Liz wasn't exactly well-educated on the subject of contemporary art. She didn't know and didn't care about the difference between Expressionism, Post-Surrealism, or Synthetic Cubism. Useless terms like that just made her head spin. But she did, as the old saying went, know exactly what she liked. And she liked bright, colorful chaos.

But instead of answering Kid's question, Liz tossed one of her own back at him. "_I_ don't get it," she said. "You're not afraid of witches or werewolves or _me, _but you're too terrified to look at a measly little Matisse for more than a few seconds?"

"Yes," he said. "I will be seeing Madam Matisse's hat in my nightmares for years to come. Thank you for that, by the way."

Liz stared at him. "Wow.
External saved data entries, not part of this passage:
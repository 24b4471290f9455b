//! Command-line arguments.

use std::path::PathBuf;

use clap::{Parser, Subcommand};

#[derive(Debug, Parser)]
#[command(name = "lazytables")]
#[command(about = "Browse, search and sort tables from a tables API", long_about = None)]
#[command(version)]
pub struct Cli {
    /// API origin, e.g. http://localhost:8000. Overrides the environment and config file.
    #[arg(long, global = true)]
    pub api_url: Option<String>,

    /// Config file to read instead of the default location.
    #[arg(long, global = true)]
    pub config: Option<PathBuf>,

    /// Without a subcommand the interactive table browser starts.
    #[command(subcommand)]
    pub command: Option<Command>,
}

#[derive(Debug, Subcommand)]
pub enum Command {
    /// Create an empty table.
    CreateTable {
        #[arg(long)]
        title: String,
    },

    /// Create a tag.
    CreateTag {
        #[arg(long)]
        title: String,

        #[arg(long)]
        description: String,
    },
}

#[cfg(test)]
mod tests {
    use super::*;
    use clap::CommandFactory;

    #[test]
    fn test_cli_is_well_formed() {
        Cli::command().debug_assert();
    }

    #[test]
    fn test_no_subcommand_runs_browser() {
        let cli = Cli::try_parse_from(["lazytables", "--api-url", "http://localhost:8000"]).unwrap();
        assert_eq!(cli.api_url.as_deref(), Some("http://localhost:8000"));
        assert!(cli.command.is_none());
    }

    #[test]
    fn test_create_tag_subcommand() {
        let cli = Cli::try_parse_from([
            "lazytables",
            "create-tag",
            "--title",
            "urgent",
            "--description",
            "Needs attention",
        ])
        .unwrap();
        match cli.command {
            Some(Command::CreateTag { title, description }) => {
                assert_eq!(title, "urgent");
                assert_eq!(description, "Needs attention");
            }
            other => panic!("unexpected command: {:?}", other),
        }
    }

    #[test]
    fn test_global_flags_after_subcommand() {
        let cli = Cli::try_parse_from([
            "lazytables",
            "create-table",
            "--title",
            "Backlog",
            "--config",
            "/tmp/lt.toml",
        ])
        .unwrap();
        assert_eq!(cli.config, Some(PathBuf::from("/tmp/lt.toml")));
        assert!(matches!(cli.command, Some(Command::CreateTable { .. })));
    }

    #[test]
    fn test_create_tag_requires_description() {
        assert!(Cli::try_parse_from(["lazytables", "create-tag", "--title", "x"]).is_err());
    }
}
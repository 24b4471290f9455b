//! Event handler implementation.
//!
//! Polls for terminal events and converts them to application events.

use std::time::Duration;

use crossterm::event::{self, Event as CrosstermEvent, KeyEventKind};

use super::Event;
use crate::config::Settings;

/// Handles application events by polling crossterm for terminal events.
#[derive(Debug)]
pub struct EventHandler {
    /// The tick rate duration.
    tick_rate: Duration,
}

impl EventHandler {
    /// Create a new event handler with the tick rate from settings.
    pub fn new(settings: &Settings) -> Self {
        Self::with_tick_rate(settings.tick_rate_ms)
    }

    /// Create a new event handler with a custom tick rate.
    pub fn with_tick_rate(tick_rate_ms: u64) -> Self {
        Self {
            tick_rate: Duration::from_millis(tick_rate_ms.max(1)),
        }
    }

    /// Poll for the next event.
    ///
    /// Blocks until an event is available or the tick rate elapses.
    /// Returns `Event::Tick` if no event occurred within the tick rate.
    pub fn next(&self) -> std::io::Result<Event> {
        if event::poll(self.tick_rate)? {
            match event::read()? {
                // Windows reports both press and release
                CrosstermEvent::Key(key_event) if key_event.kind == KeyEventKind::Press => {
                    Ok(Event::Key(key_event))
                }
                CrosstermEvent::Resize(width, height) => Ok(Event::Resize(width, height)),
                _ => Ok(Event::Tick),
            }
        } else {
            Ok(Event::Tick)
        }
    }
}
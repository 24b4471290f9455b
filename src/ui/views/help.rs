//! Help panel listing keyboard shortcuts.
//!
//! Opened with '?' and closed with '?', 'q', or Escape.

use crossterm::event::{KeyCode, KeyEvent, KeyModifiers};
use ratatui::{
    layout::{Alignment, Constraint, Direction, Layout, Rect},
    style::{Modifier, Style},
    text::{Line, Span},
    widgets::{Block, Borders, Clear, Paragraph},
    Frame,
};

use crate::ui::theme::theme;

/// Shortcuts grouped by context.
const KEYBINDINGS: &[(&str, &[(&str, &str)])] = &[
    (
        "Global",
        &[
            ("q / Ctrl+c", "Quit"),
            ("?", "Toggle this help"),
            ("r", "Reload tables"),
        ],
    ),
    (
        "Table",
        &[
            ("j / ↓", "Next row"),
            ("k / ↑", "Previous row"),
            ("g / G", "First / last row"),
            ("h l / ← →", "Move header focus"),
            ("s / Enter", "Sort by focused column (again to flip)"),
            ("1-9", "Sort by column N"),
            ("/", "Edit search"),
            ("Esc", "Clear search"),
        ],
    ),
    (
        "Search box",
        &[
            ("Enter", "Apply search"),
            ("Esc", "Cancel edit"),
            ("Ctrl+u", "Clear input"),
        ],
    ),
];

/// Actions that can be returned from the help view.
#[derive(Debug, Clone, PartialEq, Eq)]
pub enum HelpAction {
    /// Close the help panel.
    Close,
}

/// The help panel view.
#[derive(Debug, Default)]
pub struct HelpView {
    /// Current scroll position.
    scroll: u16,
}

impl HelpView {
    /// Create a new help view.
    pub fn new() -> Self {
        Self::default()
    }

    /// Reset scroll position to top.
    pub fn reset_scroll(&mut self) {
        self.scroll = 0;
    }

    fn total_lines() -> u16 {
        KEYBINDINGS
            .iter()
            .map(|(_, bindings)| bindings.len() as u16 + 2)
            .sum::<u16>()
            + 1
    }

    /// Handle keyboard input for the help view.
    pub fn handle_input(&mut self, key_event: KeyEvent) -> Option<HelpAction> {
        match (key_event.code, key_event.modifiers) {
            (KeyCode::Char('?'), _) | (KeyCode::Char('q'), KeyModifiers::NONE) | (KeyCode::Esc, _) => {
                Some(HelpAction::Close)
            }
            (KeyCode::Char('j'), KeyModifiers::NONE) | (KeyCode::Down, _) => {
                self.scroll = (self.scroll + 1).min(Self::total_lines().saturating_sub(1));
                None
            }
            (KeyCode::Char('k'), KeyModifiers::NONE) | (KeyCode::Up, _) => {
                self.scroll = self.scroll.saturating_sub(1);
                None
            }
            _ => None,
        }
    }

    fn build_content_lines() -> Vec<Line<'static>> {
        let t = theme();
        let mut lines = Vec::new();

        for (context, bindings) in KEYBINDINGS {
            lines.push(Line::styled(
                format!("── {} ──", context),
                Style::default().fg(t.editing).add_modifier(Modifier::BOLD),
            ));
            for (key, description) in bindings.iter() {
                lines.push(Line::from(vec![
                    Span::styled(
                        format!("{:>12}", key),
                        Style::default().fg(t.accent).add_modifier(Modifier::BOLD),
                    ),
                    Span::raw("  "),
                    Span::raw(*description),
                ]));
            }
            lines.push(Line::raw(""));
        }

        lines.push(Line::styled(
            "Press ?, q, or Esc to close",
            Style::default().fg(t.muted),
        ));
        lines
    }

    /// Render the help panel as a centered popup over `area`.
    pub fn render(&self, frame: &mut Frame, area: Rect) {
        let popup = centered_rect(60, 80, area);
        frame.render_widget(Clear, popup);

        let block = Block::default()
            .title(" Help - Keyboard Shortcuts ")
            .title_alignment(Alignment::Center)
            .borders(Borders::ALL)
            .border_style(Style::default().fg(theme().accent));

        let paragraph = Paragraph::new(Self::build_content_lines())
            .block(block)
            .scroll((self.scroll, 0));
        frame.render_widget(paragraph, popup);
    }
}

/// A rect of `percent_x` by `percent_y` centered in `area`.
fn centered_rect(percent_x: u16, percent_y: u16, area: Rect) -> Rect {
    let vertical = Layout::default()
        .direction(Direction::Vertical)
        .constraints([
            Constraint::Percentage((100 - percent_y) / 2),
            Constraint::Percentage(percent_y),
            Constraint::Percentage((100 - percent_y) / 2),
        ])
        .split(area);

    Layout::default()
        .direction(Direction::Horizontal)
        .constraints([
            Constraint::Percentage((100 - percent_x) / 2),
            Constraint::Percentage(percent_x),
            Constraint::Percentage((100 - percent_x) / 2),
        ])
        .split(vertical[1])[1]
}
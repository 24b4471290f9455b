//! Free-text row search.

use crate::api::Item;

/// Check whether any visible field of `item` contains `query_lower`.
///
/// `query_lower` must already be lowercased.
pub fn matches(item: &Item, query_lower: &str) -> bool {
    item.fields()
        .any(|(_, value)| value.to_string().to_lowercase().contains(query_lower))
}

/// Keep the items with a visible field containing `query`, case-insensitively.
///
/// An empty query keeps every item. Input order is preserved.
pub fn filter<'a, I>(items: I, query: &str) -> Vec<&'a Item>
where
    I: IntoIterator<Item = &'a Item>,
{
    if query.is_empty() {
        return items.into_iter().collect();
    }

    let query_lower = query.to_lowercase();
    items
        .into_iter()
        .filter(|item| matches(item, &query_lower))
        .collect()
}
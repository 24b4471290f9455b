//! LazyTables - a terminal browser for a tables API.
//!
//! Fetches every table once, shows the first one, and lets the user search
//! and sort its rows.

mod api;
mod app;
mod cli;
mod config;
mod error;
mod events;
mod logging;
mod query;
mod tasks;
mod ui;

use std::io::{self, Stdout};

use anyhow::Context;
use clap::Parser;
use crossterm::{
    execute,
    terminal::{disable_raw_mode, enable_raw_mode, EnterAlternateScreen, LeaveAlternateScreen},
};
use ratatui::{backend::CrosstermBackend, Terminal};
use tokio::sync::mpsc;
use tracing::{error, info};

use crate::api::TablesClient;
use crate::app::App;
use crate::cli::{Cli, Command};
use crate::config::{Config, Settings};
use crate::error::AppError;
use crate::events::EventHandler;
use crate::tasks::TaskSpawner;

type Tui = Terminal<CrosstermBackend<Stdout>>;

#[tokio::main]
async fn main() -> anyhow::Result<()> {
    let cli = Cli::parse();

    if let Err(e) = logging::init() {
        eprintln!("Warning: failed to initialize logging: {}", e);
    }

    let (config, client) = match startup(&cli) {
        Ok(started) => started,
        Err(e) => {
            error!(error = %e, "Startup failed");
            eprintln!("{}: {}", e.title(), e.user_message());
            if let Some(action) = e.suggested_action() {
                eprintln!("{}", action);
            }
            std::process::exit(2);
        }
    };

    let result = match cli.command {
        Some(command) => run_command(&client, command)
            .await
            .map(|summary| println!("{}", summary)),
        None => run_tui(client, &config.settings),
    };

    logging::shutdown();
    result
}

/// Run a one-shot subcommand, returning the line to print on success.
async fn run_command(client: &TablesClient, command: Command) -> anyhow::Result<String> {
    let summary = match command {
        Command::CreateTable { title } => {
            let table = client.create_table(&title).await?;
            format!("Created table {} ({})", table.id, table.title)
        }
        Command::CreateTag { title, description } => {
            let tag = client.create_tag(&title, &description).await?;
            format!("Created tag {} ({}): {}", tag.id, tag.title, tag.description)
        }
    };
    info!(%summary, "Command finished");
    Ok(summary)
}

/// Load configuration and build the client before touching the terminal.
fn startup(cli: &Cli) -> error::Result<(Config, TablesClient)> {
    let config = match &cli.config {
        Some(path) => Config::load_from(path)?,
        None => Config::load()?,
    };
    let api = config.resolve_api(cli.api_url.as_deref())?;
    let client = TablesClient::new(&api)?;
    info!(base_url = %client.base_url(), timeout = ?api.timeout, "Using tables API");
    Ok((config, client))
}

fn run_tui(client: TablesClient, settings: &Settings) -> anyhow::Result<()> {
    install_panic_hook();
    let mut terminal = setup_terminal().context("Failed to set up terminal")?;

    let result = run_loop(&mut terminal, client, settings);

    restore_terminal(&mut terminal).context("Failed to restore terminal")?;
    if let Err(e) = &result {
        error!(error = %e, "Event loop failed");
    }
    result
}

fn run_loop(terminal: &mut Tui, client: TablesClient, settings: &Settings) -> anyhow::Result<()> {
    let (tx, mut rx) = mpsc::unbounded_channel();
    let spawner = TaskSpawner::new(tx);
    let events = EventHandler::new(settings);
    let mut app = App::new();

    loop {
        if let Some(request_id) = app.take_pending_fetch() {
            spawner.spawn_fetch_tables(&client, request_id);
        }

        while let Ok(message) = rx.try_recv() {
            app.handle_api_message(message);
        }

        terminal.draw(|frame| app.view(frame))?;

        // Event polling blocks up to one tick; keep it off the async workers.
        let event = tokio::task::block_in_place(|| events.next())
            .map_err(|e| AppError::terminal(e.to_string()))?;
        app.update(event);

        if app.should_quit() {
            break;
        }
    }

    // Dropping the receiver makes any in-flight fetch discard its result.
    drop(rx);
    Ok(())
}

fn setup_terminal() -> io::Result<Tui> {
    enable_raw_mode()?;
    let mut stdout = io::stdout();
    execute!(stdout, EnterAlternateScreen)?;
    Terminal::new(CrosstermBackend::new(stdout))
}

fn restore_terminal(terminal: &mut Tui) -> io::Result<()> {
    disable_raw_mode()?;
    execute!(terminal.backend_mut(), LeaveAlternateScreen)?;
    terminal.show_cursor()
}

/// Restore the terminal before the default panic output is printed.
fn install_panic_hook() {
    let default_hook = std::panic::take_hook();
    std::panic::set_hook(Box::new(move |info| {
        let _ = disable_raw_mode();
        let _ = execute!(io::stdout(), LeaveAlternateScreen);
        error!(panic = %info, "Application panicked");
        if let Some(dir) = logging::log_directory() {
            eprintln!("Logs are in {}", dir.display());
        }
        default_hook(info);
    }));
}

#[cfg(test)]
mod tests {
    use super::*;
    use crate::config::ApiConfig;
    use serde_json::json;
    use wiremock::matchers::{method, path};
    use wiremock::{Mock, MockServer, ResponseTemplate};

    #[tokio::test]
    async fn test_run_command_create_table_summary() {
        let server = MockServer::start().await;
        Mock::given(method("POST"))
            .and(path("/tables"))
            .respond_with(ResponseTemplate::new(201).set_body_json(json!({
                "data": {"id": 3, "title": "Backlog", "items": []}
            })))
            .mount(&server)
            .await;

        let client = TablesClient::new(&ApiConfig::new(server.uri())).unwrap();
        let summary = run_command(
            &client,
            Command::CreateTable {
                title: "Backlog".to_string(),
            },
        )
        .await
        .unwrap();
        assert_eq!(summary, "Created table 3 (Backlog)");
    }

    #[tokio::test]
    async fn test_run_command_returns_api_failure() {
        let server = MockServer::start().await;
        Mock::given(method("POST"))
            .and(path("/tags"))
            .respond_with(ResponseTemplate::new(400).set_body_json(json!({"error": "title taken"})))
            .mount(&server)
            .await;

        let client = TablesClient::new(&ApiConfig::new(server.uri())).unwrap();
        let err = run_command(
            &client,
            Command::CreateTag {
                title: "urgent".to_string(),
                description: "now".to_string(),
            },
        )
        .await
        .unwrap_err();
        assert!(err.to_string().contains("title taken"));
    }
}
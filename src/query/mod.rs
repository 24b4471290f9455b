//! Client-side querying of table rows.
//!
//! Searching and sorting are pure functions over borrowed items: neither
//! reorders nor mutates its input, and both return a fresh `Vec` of
//! references so they can be chained.

mod filter;
mod sort;

pub use filter::filter;
pub use sort::sort;

/// Sort direction.
#[derive(Debug, Clone, Copy, PartialEq, Eq, Default)]
pub enum SortOrder {
    /// Smallest first.
    #[default]
    Asc,
    /// Largest first.
    Desc,
}

impl SortOrder {
    /// The opposite direction.
    pub fn toggled(self) -> Self {
        match self {
            SortOrder::Asc => SortOrder::Desc,
            SortOrder::Desc => SortOrder::Asc,
        }
    }

    /// Glyph shown next to a sorted column header.
    pub fn glyph(self) -> &'static str {
        match self {
            SortOrder::Asc => "▴",
            SortOrder::Desc => "▾",
        }
    }
}

/// The active sort column and direction.
#[derive(Debug, Clone, PartialEq, Eq)]
pub struct Sorting {
    /// Column key to sort by.
    pub column: String,
    /// Sort direction.
    pub order: SortOrder,
}

impl Sorting {
    /// Sort ascending by `column`.
    pub fn asc(column: impl Into<String>) -> Self {
        Self {
            column: column.into(),
            order: SortOrder::Asc,
        }
    }

    /// Sort descending by `column`.
    pub fn desc(column: impl Into<String>) -> Self {
        Self {
            column: column.into(),
            order: SortOrder::Desc,
        }
    }

    /// Apply a header activation.
    ///
    /// The same column flips the direction; any other column starts
    /// ascending.
    pub fn toggle(&mut self, column: &str) {
        if self.column == column {
            self.order = self.order.toggled();
        } else {
            *self = Sorting::asc(column);
        }
    }
}

impl Default for Sorting {
    fn default() -> Self {
        Sorting::asc("id")
    }
}

#[cfg(test)]
mod tests {
    use super::*;

    #[test]
    fn test_default_sorting_is_id_ascending() {
        assert_eq!(Sorting::default(), Sorting::asc("id"));
    }

    #[test]
    fn test_toggle_same_column_flips() {
        let mut sorting = Sorting::asc("title");
        sorting.toggle("title");
        assert_eq!(sorting.order, SortOrder::Desc);
        sorting.toggle("title");
        assert_eq!(sorting.order, SortOrder::Asc);
    }

    #[test]
    fn test_toggle_other_column_resets_to_asc() {
        let mut sorting = Sorting::desc("title");
        sorting.toggle("id");
        assert_eq!(sorting, Sorting::asc("id"));
    }

    #[test]
    fn test_glyphs() {
        assert_eq!(SortOrder::Asc.glyph(), "▴");
        assert_eq!(SortOrder::Desc.glyph(), "▾");
    }
}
Was that _sarcasm_ I just heard?"

He clapped his hand over his mouth. "This is all your fault," he said. "You're a terrible linguistic influence."

"Come on!" Patti said, jumping up and grabbing at her sister's arm. "I wanna see the shoe thingy!"

Liz turned toward Kid, then froze when she saw where his eyes were looking. There was a restaurant on the far end of the lobby, fronted by a cluttered mass of several small tables and many, many chairs. Kid's lips were moving, his fingers tapping against his knees, his eyes fixated on the distant chairs. He was counting. Uh-oh.

Liz realized that all of the compulsions that Kid had been suppressing for the past hour were about to be unleashed in an explosion of furniture re-arrangement.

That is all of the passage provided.